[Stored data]

────────────────────

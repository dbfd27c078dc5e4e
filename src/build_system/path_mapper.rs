// Output path derivation for compiled sources
// Maps a source file under one of the compile roots onto the output tree

use std::ffi::OsString;
use std::path::{Path, PathBuf};

use crate::build_system::error::{BuildResult, BuildSystemError};

/// Derives output paths by re-rooting a source path and appending a suffix.
///
/// The suffix is appended to the full file name, so `web/main.dart` with the
/// suffix `.js` becomes `<output>/web/main.dart.js`; the existing extension
/// is preserved, never replaced.
#[derive(Debug, Clone)]
pub struct PathMapper {
    compile_roots: Vec<PathBuf>,
    output_root: PathBuf,
    suffix: String,
}

impl PathMapper {
    pub fn new(
        compile_roots: Vec<PathBuf>,
        output_root: impl Into<PathBuf>,
        suffix: impl Into<String>,
    ) -> Self {
        Self {
            compile_roots,
            output_root: output_root.into(),
            suffix: suffix.into(),
        }
    }

    /// Map `source` to its output file. The first compile root that contains
    /// the source wins; a source outside every root is a configuration error.
    pub fn output_path(&self, source: &Path) -> BuildResult<PathBuf> {
        for root in &self.compile_roots {
            if let Some(relative) = relative_to_root(source, root) {
                let output = self.output_root.join(append_suffix(&relative, &self.suffix));
                log::debug!(
                    "mapped '{}' to output '{}'",
                    source.display(),
                    output.display()
                );
                return Ok(output);
            }
        }

        log::error!(
            "Unable to find compile source root for '{}'",
            source.display()
        );
        for root in &self.compile_roots {
            log::error!("  compile source root: {}", root.display());
        }

        Err(BuildSystemError::SourceOutsideRoots {
            source_file: source.to_path_buf(),
            roots: self
                .compile_roots
                .iter()
                .map(|r| r.display().to_string())
                .collect::<Vec<_>>()
                .join(", "),
        })
    }
}

/// Path of `source` relative to `root`, compared component by component.
/// `None` when `source` is not strictly below `root`.
fn relative_to_root(source: &Path, root: &Path) -> Option<PathBuf> {
    let relative = source.strip_prefix(root).ok()?;
    if relative.as_os_str().is_empty() {
        return None;
    }
    Some(relative.to_path_buf())
}

fn append_suffix(relative: &Path, suffix: &str) -> PathBuf {
    let mut name: OsString = relative
        .file_name()
        .map(|n| n.to_os_string())
        .unwrap_or_default();
    name.push(suffix);
    relative.with_file_name(name)
}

────────────────────

Output only the lines from the one holding "roots: self" through the last line above, exactly as they appear.

            roots: self
                .compile_roots
                .iter()
                .map(|r| r.display().to_string())
                .collect::<Vec<_>>()
                .join(", "),
        })
    }
}

/// Path of `source` relative to `root`, compared component by component.
/// `None` when `source` is not strictly below `root`.
fn relative_to_root(source: &Path, root: &Path) -> Option<PathBuf> {
    let relative = source.strip_prefix(root).ok()?;
    if relative.as_os_str().is_empty() {
        return None;
    }
    Some(relative.to_path_buf())
}

fn append_suffix(relative: &Path, suffix: &str) -> PathBuf {
    let mut name: OsString = relative
        .file_name()
        .map(|n| n.to_os_string())
        .unwrap_or_default();
    name.push(suffix);
    relative.with_file_name(name)
}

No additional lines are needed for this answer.